Beispiel USA: Von Mississippi, der Gegend mit dem ausgeprägtesten Rassismus in den USA, geht eine friedliche Protestbewegung aus. Sie ist mehr als ein Eintreten für die Rechte der Schwarzen. Bald schon geht es um die Frage, ob junge Menschen ihre politischen Debatten in die Hörsäle tragen dürfen. Der Staat schlägt zurück. Allein bei den Krawallen in Watts gibt es 1965 in sechs Tagen der Gewalt 34 Tote, die meisten von ihnen sterben durch Kugeln der Sicherheitskräfte.
Beispiel Großbritannien: Die Jugend steht der Politik zunächst fern, dafür toben im Seebad Brighton Straßenschlachten von Mods und Rockern, es geht um Musik und Kleidung. Die neuen Vorbilder: Beat-Dichter, deutsche Philosophen, französische Filmemacher. "Eine ganze Generation war auf der Suche nach einem besseren Leben und sah sich in einem Supermarkt der Ideen", sagt der Schriftsteller Barry Miles.

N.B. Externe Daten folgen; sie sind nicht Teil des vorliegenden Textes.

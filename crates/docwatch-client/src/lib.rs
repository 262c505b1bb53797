//! # docwatch-client
//!
//! HTTP clients for the docwatch monitor fleet and central backend.
//!
//! This crate provides:
//! - An authenticated [`ApiClient`] wrapper with centralized 401 handling
//! - Fleet discovery and liveness probing ([`MonitorRegistry`])
//! - The ingestion event feed with correlation-id repair, filtering, and
//!   pagination ([`EventFeed`], [`EventView`])
//! - Retention cleanup against the central backend ([`RetentionClient`])
//! - Per-client sync status and repair commands ([`SyncClient`])
//! - Workflow listing/execution with optional run history ([`WorkflowClient`])
//!
//! # Example
//!
//! ```rust,no_run
//! use std::sync::Arc;
//! use docwatch_client::{ApiClient, MonitorRegistry};
//! use docwatch_core::SessionStore;
//!
//! #[tokio::main]
//! async fn main() {
//!     let session = Arc::new(SessionStore::from_env().unwrap());
//!     let api = Arc::new(ApiClient::from_env(session).unwrap());
//!     let registry = MonitorRegistry::new(api);
//!     let clients = registry.discover().await.unwrap();
//!     for client in clients {
//!         println!("{} is {:?}", client.name, client.status);
//!     }
//! }
//! ```

pub mod events;
pub mod http;
pub mod registry;
pub mod retention;
pub mod sync;
pub mod workflow;

pub use events::{repair_document_ids, EventFeed, EventFilter, EventView};
pub use http::ApiClient;
pub use registry::MonitorRegistry;
pub use retention::RetentionClient;
pub use sync::{CommandOutcome, CommandStatus, SyncClient};
pub use workflow::WorkflowClient;
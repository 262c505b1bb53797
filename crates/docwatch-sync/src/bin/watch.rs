//! Docwatch Operator Console
//!
//! Watch a document-monitor fleet from the terminal: discovery, event feed,
//! and sync status refreshes stream to stdout until interrupted.
//!
//! Usage:
//!   cargo run --bin docwatch                    # poll and print refreshes
//!   cargo run --bin docwatch -- --once          # discover, print, exit
//!   cargo run --bin docwatch -- --select c1     # poll the sync panel of client c1
//!   cargo run --bin docwatch -- --workflows     # list workflows + recent runs
//!   cargo run --bin docwatch -- --cleanup       # run retention cleanup (asks first)

use std::env;
use std::io::Write;
use std::sync::Arc;

use anyhow::Context;
use tracing::info;
use tracing_subscriber::{layer::SubscriberExt, util::SubscriberInitExt};

use docwatch_client::{ApiClient, EventView, MonitorRegistry, RetentionClient, WorkflowClient};
use docwatch_core::{defaults, MonitorClient, SessionStore};
use docwatch_sync::{Poller, PollerConfig, PollerEvent};

#[derive(Debug, Default)]
struct Args {
    once: bool,
    cleanup: bool,
    workflows: bool,
    select: Option<String>,
}

fn parse_args() -> Args {
    let args: Vec<String> = env::args().collect();
    let mut result = Args::default();

    let mut i = 1;
    while i < args.len() {
        match args[i].as_str() {
            "--once" => result.once = true,
            "--cleanup" => result.cleanup = true,
            "--workflows" => result.workflows = true,
            "--select" | "-s" => {
                i += 1;
                if i < args.len() {
                    result.select = Some(args[i].clone());
                }
            }
            "--help" | "-h" => {
                println!(
                    "Usage: docwatch [--once] [--cleanup] [--workflows] [--select CLIENT_ID]"
                );
                std::process::exit(0);
            }
            other => {
                eprintln!("Unknown argument: {}", other);
                std::process::exit(2);
            }
        }
        i += 1;
    }
    result
}

fn print_fleet(clients: &[MonitorClient]) {
    if clients.is_empty() {
        println!("No monitor clients registered.");
        return;
    }
    println!("{:<12} {:<20} {:<8} folders", "ID", "NAME", "STATUS");
    for client in clients {
        println!(
            "{:<12} {:<20} {:<8?} {}",
            client.id,
            client.name,
            client.status,
            client.folders.join(", ")
        );
    }
}

/// Ask the operator before a destructive action.
fn confirm(prompt: &str) -> anyhow::Result<bool> {
    print!("{} [y/N] ", prompt);
    std::io::stdout().flush()?;
    let mut answer = String::new();
    std::io::stdin().read_line(&mut answer)?;
    Ok(matches!(answer.trim(), "y" | "Y" | "yes"))
}

#[tokio::main]
async fn main() -> anyhow::Result<()> {
    dotenvy::dotenv().ok();
    tracing_subscriber::registry()
        .with(
            tracing_subscriber::EnvFilter::try_from_default_env()
                .unwrap_or_else(|_| "info".into()),
        )
        .with(tracing_subscriber::fmt::layer().with_writer(std::io::stderr))
        .init();

    let args = parse_args();

    let session = Arc::new(SessionStore::from_env().context("failed to open session store")?);
    let api = Arc::new(ApiClient::from_env(session).context("failed to build API client")?);

    if args.cleanup {
        let prompt = format!(
            "Delete monitor events older than {}h beyond the newest {}?",
            defaults::CLEANUP_MAX_AGE_HOURS,
            defaults::CLEANUP_MAX_EVENTS
        );
        if !confirm(&prompt)? {
            println!("Aborted.");
            return Ok(());
        }
        let report = RetentionClient::new(api).cleanup_default().await?;
        println!(
            "Cleanup: {} events, -{} by age, -{} by count, {} remaining",
            report.initial_count,
            report.deleted_by_age,
            report.deleted_by_count,
            report.final_count
        );
        return Ok(());
    }

    if args.workflows {
        let workflows = WorkflowClient::new(api);
        for workflow in workflows.list().await? {
            println!(
                "{:<12} {:<24} {}",
                workflow.id,
                workflow.name,
                workflow.description.unwrap_or_default()
            );
        }
        let now = chrono::Utc::now();
        for run in workflows.recent_executions().await {
            println!(
                "  {} {:<24} {:<10?} {}",
                run.execution_id,
                run.workflow_name,
                run.status,
                run.duration_label(now)
            );
        }
        return Ok(());
    }

    if args.once {
        let clients = MonitorRegistry::new(api).discover().await?;
        print_fleet(&clients);
        return Ok(());
    }

    let poller = Poller::new(api, PollerConfig::from_env());
    let mut events = poller.events();
    let handle = poller.start();

    if let Some(client_id) = &args.select {
        // Selection needs a roster; wait for the first discovery pass.
        loop {
            match events.recv().await {
                Ok(PollerEvent::ClientsRefreshed { .. }) => break,
                Ok(_) => continue,
                Err(e) => anyhow::bail!("poller stopped before first discovery: {}", e),
            }
        }
        if poller.select_client(client_id).await {
            info!(client_id = %client_id, "Sync panel selected");
        } else {
            eprintln!("Client {} not found in the roster.", client_id);
        }
    }

    loop {
        tokio::select! {
            _ = tokio::signal::ctrl_c() => {
                println!("\nShutting down.");
                handle.shutdown().await?;
                break;
            }
            event = events.recv() => match event {
                Ok(PollerEvent::ClientsRefreshed { count }) => {
                    println!("-- fleet refreshed ({} clients) --", count);
                    print_fleet(&poller.snapshot().await.clients);
                }
                Ok(PollerEvent::EventsRefreshed { client_id, count }) => {
                    let view = EventView::new(poller.snapshot().await.events);
                    println!(
                        "events[{}]: {} in window, {} page(s) of {}",
                        client_id,
                        count,
                        view.page_count(),
                        view.page_size()
                    );
                }
                Ok(PollerEvent::SyncRefreshed { client_id, connected }) => {
                    println!(
                        "sync[{}]: {}",
                        client_id,
                        if connected { "connected" } else { "disconnected" }
                    );
                }
                Ok(PollerEvent::CommandSettled { client_id, command }) => {
                    println!("command[{}]: {} settled", client_id, command);
                }
                Ok(PollerEvent::RefreshFailed { scope, error }) => {
                    eprintln!("refresh failed ({:?}): {}", scope, error);
                }
                Ok(PollerEvent::Started) | Ok(PollerEvent::Stopped) => {}
                Err(tokio::sync::broadcast::error::RecvError::Lagged(skipped)) => {
                    eprintln!("display lagged, skipped {} notifications", skipped);
                }
                Err(tokio::sync::broadcast::error::RecvError::Closed) => break,
            },
        }
    }

    Ok(())
}
//! Workflow listing, execution, and recent-run history.
//!
//! The workflow list is load-bearing: a failed fetch surfaces to the caller
//! as a page-level error. The recent-execution history is not; backends
//! without the history endpoint are common, so any failure there degrades
//! to an empty history.

use std::sync::Arc;

use serde::Deserialize;
use tracing::{debug, info, instrument};

use docwatch_core::{Result, Workflow, WorkflowExecution};

use crate::http::ApiClient;

/// Workflow viewer client against the central backend.
pub struct WorkflowClient {
    api: Arc<ApiClient>,
}

#[derive(Debug, Deserialize)]
struct WorkflowListResponse {
    #[serde(default)]
    workflows: Vec<Workflow>,
}

#[derive(Debug, Deserialize)]
struct RecentExecutionsResponse {
    #[serde(default)]
    executions: Vec<WorkflowExecution>,
}

impl WorkflowClient {
    pub fn new(api: Arc<ApiClient>) -> Self {
        Self { api }
    }

    /// List the workflows known to the backend.
    #[instrument(skip(self), fields(subsystem = "client", component = "workflow", op = "list"))]
    pub async fn list(&self) -> Result<Vec<Workflow>> {
        let resp: WorkflowListResponse =
            self.api.get_json(&self.api.central_url("/api/workflows")).await?;
        debug!(result_count = resp.workflows.len(), "Workflow list refreshed");
        Ok(resp.workflows)
    }

    /// Trigger one run of a workflow.
    #[instrument(skip(self), fields(subsystem = "client", component = "workflow", op = "execute"))]
    pub async fn execute(&self, workflow_id: &str) -> Result<WorkflowExecution> {
        let execution: WorkflowExecution = self
            .api
            .post_parse(&self.api.central_url(&format!("/api/workflows/{}/execute", workflow_id)))
            .await?;
        info!(
            workflow_id,
            execution_id = %execution.execution_id,
            "Workflow execution started"
        );
        Ok(execution)
    }

    /// Recent execution history. Optional: any failure (missing endpoint,
    /// network error) yields an empty history instead of an error.
    #[instrument(skip(self), fields(subsystem = "client", component = "workflow", op = "recent_executions"))]
    pub async fn recent_executions(&self) -> Vec<WorkflowExecution> {
        let url = self.api.central_url("/api/workflow-monitor/executions/recent");
        match self.api.get_json::<RecentExecutionsResponse>(&url).await {
            Ok(resp) => resp.executions,
            Err(e) => {
                debug!(error = %e, "Recent executions unavailable, showing empty history");
                Vec::new()
            }
        }
    }
}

Auch der Historiker Wolfgang Kraushaar erinnert sich an die Sehnsucht nach neuen Antworten. "Es hat ein großes Gären, einen großen Unmut gegeben", sagt er über das West-Berlin der 60er Jahre. Die Unis seien bis in die Spitze hinein autoritär gewesen. Doch auch bei der Polizei herrscht 1967 der Geist der Vorkriegszeit. Das Trauma: der Tod von Benno Ohnesorg bei einer Anti-Schah-Demo. Eine wichtige Etappe des Wegs in die RAF-Gewalt.
Der Zweiteiler besticht durch die Vielzahl der Interviewpartner und die Fülle des Archivmaterials. Périots größtes Verdienst ist aber, dass er weltweit Stränge zusammenführt. Brasilien, Mexiko, Italien, Frankreich - überall brodelt es in diesen Jahren. Nicht nur in Deutschland, auch etwa in Japan steht am Anfang der Revolte der Tod eines Studenten. Was aber noch mehr verbindet, ist der Protest gegen das Massensterben im Vietnam-Krieg, Abend für Abend im TV zu sehen.